River of Fundament: Turns Out, Brooklyn’s Streets Used to Be Full of Poop
Over a century ago, before New York City was home to 7,500 miles of plumbing infrastructure and 13 wastewater treatment plants that process 1.3 billion gallons of human waste on a daily basis, Brooklyn’s streets were often covered in raw sewage. It makes sense, really, since 19th century New Yorkers didn’t often have the benefits of toilets at their disposal. They frequently tossed whatever refuse they deposited in their chamberpots right out the window into the alleyways and streets below. This is what life was like when indoor plumbing was a luxury, not something available in your corner coffee shop.

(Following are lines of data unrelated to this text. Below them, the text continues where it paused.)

//! Async extensions for field-rail.
//!
//! Scopes follow the *task*, not the worker thread: a [`Scoped`] future
//! activates its scope only while it is being polled. Sibling branches of one
//! request share the scope by cloning it, and [`spawn_in_scope`] carries it onto
//! new Tokio tasks.
//!
//! # Feature Flag
//!
//! Requires the `async` feature to be enabled:
//!
//! ```toml
//! [dependencies]
//! field-rail = { version = "0.1", features = ["async"] }
//! ```
//!
//! # Examples
//!
//! ```ignore
//! use field_rail::prelude_async::*;
//!
//! async fn bind_order(body: String) -> Result<Order, AggregateValidationError> {
//!     boundary::run_async(async move {
//!         let form: OrderForm = serde_json::from_str(&body).unwrap_or_default();
//!         check_stock(&form).with_property("lines").await;
//!         form.into_order()
//!     })
//!     .await
//! }
//! ```

mod scoped;
mod validation;

#[cfg(feature = "async-tokio")]
mod tokio_ext;

pub use scoped::{FutureScopeExt, Scoped, WithProperty};
pub use validation::validate_elements_async;

#[cfg(feature = "async-tokio")]
pub use tokio_ext::{spawn_in_scope, validate_elements_concurrently};
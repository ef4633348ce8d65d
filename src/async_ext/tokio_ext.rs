//! Tokio-specific async extensions.
//!
//! Spawned tasks do not inherit anything from the task that spawned them. These
//! helpers capture the active scope and property name at spawn time so a branch
//! running on another worker keeps reporting into the request that started it.
//!
//! # Feature Flag
//!
//! Requires the `async-tokio` feature:
//!
//! ```toml
//! [dependencies]
//! field-rail = { version = "0.1", features = ["async-tokio"] }
//! ```

use core::future::Future;

use tokio::task::JoinHandle;

use crate::async_ext::FutureScopeExt;
use crate::scope;
use crate::structure::element_path;
use crate::types::ValidationFailure;

/// Spawns `future` onto the Tokio runtime inside the currently active scope.
///
/// With no active scope the task runs unscoped and its reports are discarded.
///
/// # Example
///
/// ```rust,ignore
/// use field_rail::async_ext::spawn_in_scope;
///
/// let handle = spawn_in_scope(async { check_sku_exists(&sku).await });
/// let exists = handle.await?;
/// ```
pub fn spawn_in_scope<F>(future: F) -> JoinHandle<F::Output>
where
    F: Future + Send + 'static,
    F::Output: Send + 'static,
{
    tokio::spawn(future.in_current_scope())
}

/// Converts the elements of one array-valued field as concurrent tasks.
///
/// Every element runs in the caller's scope with the property set to `field[i]`,
/// so sibling tasks append to the same error set. Results are collected in
/// element order once all tasks finish.
///
/// # Panics
///
/// A panic inside an element task is resumed on the caller. A task cancelled
/// by the runtime is recorded as an unexpected failure for its element.
pub async fn validate_elements_concurrently<T, Fut, I>(field: &str, elements: I) -> Option<Vec<T>>
where
    I: IntoIterator<Item = Fut>,
    Fut: Future<Output = Option<T>> + Send + 'static,
    T: Send + 'static,
{
    let handles: Vec<(String, JoinHandle<Option<T>>)> = elements
        .into_iter()
        .enumerate()
        .map(|(index, element)| {
            let path = element_path(field, index);
            let task = element.with_property(path.clone()).in_current_scope();
            (path, tokio::spawn(task))
        })
        .collect();

    tracing::trace!(field, elements = handles.len(), "validating elements concurrently");

    let mut values = Vec::with_capacity(handles.len());
    let mut complete = true;

    for (path, handle) in handles {
        match handle.await {
            Ok(Some(value)) => values.push(value),
            Ok(None) => complete = false,
            Err(error) if error.is_panic() => std::panic::resume_unwind(error.into_panic()),
            Err(_) => {
                let config = scope::current_config();
                let message = config.unexpected_message(&path, "the validation task was cancelled");
                scope::record(ValidationFailure::unexpected(path, message));
                complete = false;
            },
        }
    }

    complete.then_some(values)
}
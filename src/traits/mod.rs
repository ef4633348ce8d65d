//! Capability traits that replace runtime codec discovery.
//!
//! - [`ValueObject`]: a domain value with a fallible constructor over a primitive
//! - [`Primitive`]: a wire primitive with strict and textual coercions
//!
//! A type opts into validating codecs by implementing [`ValueObject`]; whether a
//! codec applies and what its primitive shape is are both answered at compile time.

pub mod primitive;
pub mod value_object;

pub use primitive::{Primitive, PrimitiveKind, Scalar};
pub use value_object::ValueObject;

A new exhibit at the Brooklyn Historical Society reminds us of those dark days of absentee plumbing in Brooklyn. In Brooklyn Sewers: What’s Up Down There? a group of Brooklyn high school students were tasked with curating a display dedicated entirely to Brooklyn’s sprawling sewer system, from its nascent beginnings as a politically charged movement aimed at improving everyday life, to its vital place in the city’s infrastructure today.

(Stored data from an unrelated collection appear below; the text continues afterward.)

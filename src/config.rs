//! Message templates and naming policy used by the codecs.
//!
//! A [`MessageConfig`] is attached to a scope when it is created; codecs running
//! inside that scope render their absence, format and unexpected-failure
//! messages from it. Outside any scope the [`Default`] configuration applies.
//!
//! Templates understand three placeholders:
//!
//! - `{field}` - the attributed field name
//! - `{kind}` - the primitive kind label (`integer`, `GUID`, ...), format messages only
//! - `{detail}` - the constructor's detail text, unexpected failures only
//!
//! # Examples
//!
//! ```
//! use field_rail::config::{FieldNaming, MessageConfig};
//!
//! let config = MessageConfig::default();
//! assert_eq!(config.required_message("email"), "email cannot be null.");
//! assert_eq!(config.format_message("age", "integer"), "age is not a valid integer.");
//!
//! let terse = MessageConfig::terse();
//! assert_eq!(terse.required_message("email"), "required");
//!
//! assert_eq!(FieldNaming::CamelCase.apply("EmailAddress"), "emailAddress");
//! ```
use std::borrow::Cow;
use std::sync::{Arc, OnceLock};

/// How a type name becomes a default field name.
#[derive(Debug, Clone, Copy, PartialEq, Eq, Hash, Default)]
pub enum FieldNaming {
    /// Keep the type name as written.
    AsIs,
    /// Lower-case the first character: `EmailAddress` -> `emailAddress`.
    #[default]
    CamelCase,
    /// Lower-case everything: `EmailAddress` -> `emailaddress`.
    LowerCase,
}

impl FieldNaming {
    /// Applies the policy to a bare type name.
    pub fn apply(&self, name: &str) -> String {
        match self {
            Self::AsIs => name.to_owned(),
            Self::LowerCase => name.to_lowercase(),
            Self::CamelCase => {
                let mut chars = name.chars();
                match chars.next() {
                    Some(first) => first.to_lowercase().chain(chars).collect(),
                    None => String::new(),
                }
            },
        }
    }

    /// Default field name for `V`: last path segment of its type name, generics
    /// stripped, with the policy applied.
    pub fn type_field_name<V: ?Sized>(&self) -> String {
        self.apply(short_type_name(core::any::type_name::<V>()))
    }
}

fn short_type_name(full: &str) -> &str {
    let without_generics = full.split('<').next().unwrap_or(full);
    without_generics
        .rsplit("::")
        .next()
        .unwrap_or(without_generics)
}

/// Message templates and naming policy.
#[derive(Debug, Clone, PartialEq, Eq)]
pub struct MessageConfig {
    pub required: Cow<'static, str>,
    pub format: Cow<'static, str>,
    /// `None` keeps the constructor's detail text verbatim.
    pub unexpected: Option<Cow<'static, str>>,
    pub naming: FieldNaming,
}

impl Default for MessageConfig {
    fn default() -> Self {
        Self {
            required: Cow::Borrowed("{field} cannot be null."),
            format: Cow::Borrowed("{field} is not a valid {kind}."),
            unexpected: None,
            naming: FieldNaming::CamelCase,
        }
    }
}

impl MessageConfig {
    /// Short, field-free messages for clients that already key by field.
    #[inline]
    pub fn terse() -> Self {
        Self {
            required: Cow::Borrowed("required"),
            format: Cow::Borrowed("invalid {kind}"),
            unexpected: Some(Cow::Borrowed("invalid")),
            ..Default::default()
        }
    }

    /// Full sentences, including the detail of unexpected failures.
    #[inline]
    pub fn verbose() -> Self {
        Self {
            required: Cow::Borrowed("The {field} field is required and cannot be null."),
            format: Cow::Borrowed("The value supplied for {field} is not a valid {kind}."),
            unexpected: Some(Cow::Borrowed("{field} could not be processed: {detail}")),
            ..Default::default()
        }
    }

    #[must_use]
    #[inline]
    pub fn with_naming(mut self, naming: FieldNaming) -> Self {
        self.naming = naming;
        self
    }

    #[must_use]
    #[inline]
    pub fn with_required(mut self, template: impl Into<Cow<'static, str>>) -> Self {
        self.required = template.into();
        self
    }

    #[must_use]
    #[inline]
    pub fn with_format(mut self, template: impl Into<Cow<'static, str>>) -> Self {
        self.format = template.into();
        self
    }

    #[must_use]
    #[inline]
    pub fn with_unexpected(mut self, template: impl Into<Cow<'static, str>>) -> Self {
        self.unexpected = Some(template.into());
        self
    }

    pub fn required_message(&self, field: &str) -> String {
        self.required.replace("{field}", field)
    }

    pub fn format_message(&self, field: &str, kind: &str) -> String {
        self.format.replace("{field}", field).replace("{kind}", kind)
    }

    pub fn unexpected_message(&self, field: &str, detail: &str) -> String {
        match &self.unexpected {
            Some(template) => template.replace("{field}", field).replace("{detail}", detail),
            None => detail.to_owned(),
        }
    }

    /// Shared default instance handed out when no scope is active.
    pub fn shared_default() -> Arc<MessageConfig> {
        static DEFAULT: OnceLock<Arc<MessageConfig>> = OnceLock::new();
        Arc::clone(DEFAULT.get_or_init(|| Arc::new(MessageConfig::default())))
    }
}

Curating the exhibit helped students and Historical Society staff put a few things in perspective, mainly concerning the much improved quality of life we presently enjoy. “Most people do not think about what happens once we flush the toilet or how it could affect our health. Realizing how sewers play such an important part in our daily health has made us think carefully about the aging sewer infrastructure in our city,” says Shirley Brown Alleyne, Manager of Teaching and Learning at Brooklyn Historical Society.

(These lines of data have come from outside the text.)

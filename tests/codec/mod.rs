use std::sync::atomic::{AtomicUsize, Ordering};

use field_rail::config::MessageConfig;
use field_rail::scope::{self, with_property};
use field_rail::{
    DomainError, FailureKind, Maybe, OptionalCodec, Outcome, PropertyBoundCodec, Scalar,
    ValidatingCodec, ValueObject,
};

use crate::common::{Age, Broken, DateRange, Email, Name, Note};


#[test]
fn valid_value_is_constructed() {
    let handle = scope::open();
    assert_eq!(ValidatingCodec::<Age>::new().read(Some(42)), Some(Age(42)));
    assert!(handle.materialize().is_none());
}

#[test]
fn absent_required_value_records_one_absence_under_default_name() {
    let handle = scope::open();
    assert_eq!(ValidatingCodec::<Age>::new().read(None), None);

    let err = handle.materialize().unwrap();
    assert_eq!(err.messages("age").unwrap(), ["age cannot be null.".to_string()]);
    assert_eq!(err.errors().message_count(), 1);
}

#[test]
fn absent_required_value_uses_current_property() {
    let handle = scope::open();
    with_property("FirstName", || ValidatingCodec::<Name>::new().read(None));

    let err = handle.materialize().unwrap();
    assert_eq!(
        err.messages("FirstName").unwrap(),
        ["FirstName cannot be null.".to_string()]
    );
}

#[test]
fn explicit_field_name_overrides_type_name() {
    let config = MessageConfig::default();
    let outcome = ValidatingCodec::<DateRange>::new().evaluate(None, None, &config);
    assert_eq!(outcome.failures()[0].field(), "period");
}

#[test]
fn non_required_value_object_receives_absence() {
    let handle = scope::open();
    assert_eq!(ValidatingCodec::<Note>::new().read(None), Some(Note(None)));
    assert!(handle.materialize().is_none());
}

#[test]
fn domain_failure_is_attributed_to_current_property() {
    let handle = scope::open();
    with_property("contactEmail", || {
        ValidatingCodec::<Email>::new().read(Some("nope".into()))
    });

    let err = handle.materialize().unwrap();
    assert_eq!(err.fields().collect::<Vec<_>>(), ["contactEmail"]);
    assert_eq!(
        err.messages("contactEmail").unwrap(),
        ["Email must contain @.".to_string()]
    );
}

#[test]
fn domain_failure_without_property_uses_constructor_fields() {
    let handle = scope::open();
    ValidatingCodec::<DateRange>::new().read(Some("2024".into()));

    let err = handle.materialize().unwrap();
    assert_eq!(err.fields().collect::<Vec<_>>(), ["start", "end"]);
}

#[test]
fn unexpected_failure_is_flattened_to_one_message() {
    let config = MessageConfig::default();
    let outcome = ValidatingCodec::<Broken>::new().evaluate(Some("x".into()), Some("region"), &config);

    let failures = outcome.failures();
    assert_eq!(failures.len(), 1);
    assert_eq!(failures[0].field(), "region");
    assert_eq!(failures[0].reason(), "Reference data is unavailable.");
    assert_eq!(failures[0].kind(), FailureKind::Unexpected);
}

#[test]
fn unexpected_failure_uses_configured_template() {
    let config = MessageConfig::verbose();
    let outcome = ValidatingCodec::<Broken>::new().evaluate(Some("x".into()), Some("region"), &config);
    assert_eq!(
        outcome.failures()[0].reason(),
        "region could not be processed: Reference data is unavailable."
    );
}

#[test]
fn format_failure_short_circuits_the_constructor() {
    static CALLS: AtomicUsize = AtomicUsize::new(0);

    struct Quantity(i64);

    impl ValueObject for Quantity {
        type Primitive = i64;

        fn try_create(value: Option<i64>, field: Option<&str>) -> Result<Self, DomainError> {
            CALLS.fetch_add(1, Ordering::SeqCst);
            match value {
                Some(v) if v > 0 => Ok(Quantity(v)),
                _ => Err(DomainError::validation(field.unwrap_or("quantity"), "Quantity must be positive.")),
            }
        }

        fn to_primitive(&self) -> i64 {
            self.0
        }
    }

    let handle = scope::open();
    let read = with_property("quantity", || {
        ValidatingCodec::<Quantity>::new().read_scalar(Some(Scalar::Str("abc".into())))
    });

    assert!(read.is_none());
    assert_eq!(CALLS.load(Ordering::SeqCst), 0);

    let err = handle.materialize().unwrap();
    assert_eq!(
        err.messages("quantity").unwrap(),
        ["quantity is not a valid integer.".to_string()]
    );

    let outcome = ValidatingCodec::<Quantity>::new().evaluate_scalar(
        Some(Scalar::Int(0)),
        Some("quantity"),
        &MessageConfig::default(),
    );
    assert_eq!(outcome.failures()[0].kind(), FailureKind::Domain);
    assert_eq!(CALLS.load(Ordering::SeqCst), 1);
}

#[test]
fn composite_wire_value_is_a_format_failure() {
    let config = MessageConfig::default();
    let outcome = ValidatingCodec::<Name>::new().evaluate_scalar(Some(Scalar::Composite), Some("FirstName"), &config);
    assert_eq!(outcome.failures()[0].reason(), "FirstName is not a valid string.");
}

#[test]
fn write_is_the_structural_inverse() {
    let codec = ValidatingCodec::<Email>::new();
    let handle = scope::open();

    let value = Email("a@b.c".into());
    let wire = codec.write(Some(&value));
    assert_eq!(codec.read(wire), Some(value));
    assert_eq!(codec.write(None), None);
    assert!(handle.materialize().is_none());
}

#[test]
fn repeated_reads_are_identical() {
    let codec = ValidatingCodec::<Email>::new();
    let config = MessageConfig::default();

    let first = codec.evaluate(Some("nope".into()), Some("email"), &config);
    let second = codec.evaluate(Some("nope".into()), Some("email"), &config);
    assert_eq!(first, second);

    let scope = field_rail::ValidationScope::new();
    let a = scope.in_scope(|| codec.read(Some("nope".into())));
    let once = scope.errors();
    let b = scope.in_scope(|| codec.read(Some("nope".into())));
    assert_eq!(a, b);
    assert_eq!(scope.errors(), once);
}

#[test]
fn optional_absence_records_nothing_even_for_invalid_types() {
    let handle = scope::open();
    assert_eq!(OptionalCodec::<Broken>::new().read(None), Maybe::Absent);
    assert_eq!(OptionalCodec::<Age>::new().read_scalar(Some(Scalar::Null)), Maybe::Absent);
    assert!(handle.materialize().is_none());
}

#[test]
fn optional_present_invalid_records_and_resolves_absent() {
    let handle = scope::open();
    let read = with_property("nickname", || OptionalCodec::<Name>::new().read(Some("  ".into())));
    assert_eq!(read, Maybe::Absent);

    let err = handle.materialize().unwrap();
    assert_eq!(err.messages("nickname").unwrap(), ["Name cannot be empty.".to_string()]);
}

#[test]
fn optional_round_trips_present_values() {
    let codec = OptionalCodec::<Age>::new();
    let present = Maybe::Present(Age(7));

    let handle = scope::open();
    assert_eq!(codec.read(codec.write(&present)), present);
    assert_eq!(codec.write(&Maybe::Absent), None);
    assert!(handle.materialize().is_none());
}

#[test]
fn optional_evaluate_never_reports_absence() {
    let outcome = OptionalCodec::<Age>::new().evaluate(None, Some("age"), &MessageConfig::default());
    assert!(matches!(outcome, Outcome::Absent));
}

#[test]
fn same_type_under_two_names_reports_both() {
    let handle = scope::open();
    PropertyBoundCodec::<Email>::new("billingEmail").read(Some("x".into()));
    PropertyBoundCodec::<Email>::new("shippingEmail").read(Some("y".into()));

    let err = handle.materialize().unwrap();
    assert_eq!(err.fields().collect::<Vec<_>>(), ["billingEmail", "shippingEmail"]);
    for field in ["billingEmail", "shippingEmail"] {
        assert_eq!(err.messages(field).unwrap(), ["Email must contain @.".to_string()]);
    }
    assert!(err.messages("email").is_none());
}

#[test]
fn property_bound_codec_restores_outer_property() {
    let _handle = scope::open();
    with_property("customer", || {
        PropertyBoundCodec::<Age>::new("age").read(Some(-1));
        assert_eq!(scope::current_property().as_deref(), Some("customer"));
    });
}

#[test]
fn property_bound_codec_reads_optional() {
    let handle = scope::open();
    let codec = PropertyBoundCodec::<Age>::new("age");
    assert_eq!(codec.read_optional(None), Maybe::Absent);
    assert_eq!(codec.read_optional(Some(3)), Maybe::Present(Age(3)));
    assert_eq!(codec.write(Some(&Age(3))), Some(3));
    assert!(handle.materialize().is_none());
}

The research process, which partnered students with a local scholar, illuminated a bunch of weird factoids and lesser-known things about Brooklyn’s history, like the fact that Coney Island still relies heavily on septic tanks today. Shirley Brown Alleyne says that BHS staff and students were “shocked” to hear that.
The exhibit, which is on display until May of next year, combines a bunch of primary source documents, like original court papers dating back to the 19th century, with photographs and diagrams of the rural Brooklyn landscape from long ago. It tells the story of how sewers came to fruition from the vantage point of four neighborhoods: Bushwick, Fort Greene, Coney Island and Flatlands.
As for actually building the exhibit, that was primarily up to students, all of whom partake in the BHS Exhibition Laboratory program, an after-school endeavor that teaches kids the art of museum curation.
Erik Walter, a 9th grader at Brooklyn Millennium High School, said, “Even though the BHS library is extensive, we did lack a few artifacts we were interested in displaying. These were the chamber pot and pipes, the chamber pot was found by one of the exhibit designers on eBay, and not much was known about it. In order to create the pipe going down the wall, we bought PVC pipes and painted them with a metallic paint, then fitted them together.”
Artifacts bought on eBay or not, the whole curation process planted some very important ideas in Walter’s mind, along with his fellow students: “Most if not all of us, knew about the sewage overflows before hand, what I and others did not know is on what scale it was, and what the government did to stop this problem,” he says.
Brooklyn Sewers is on display at the Brooklyn Historical Society from June 9th 2015 to May 29th 2016.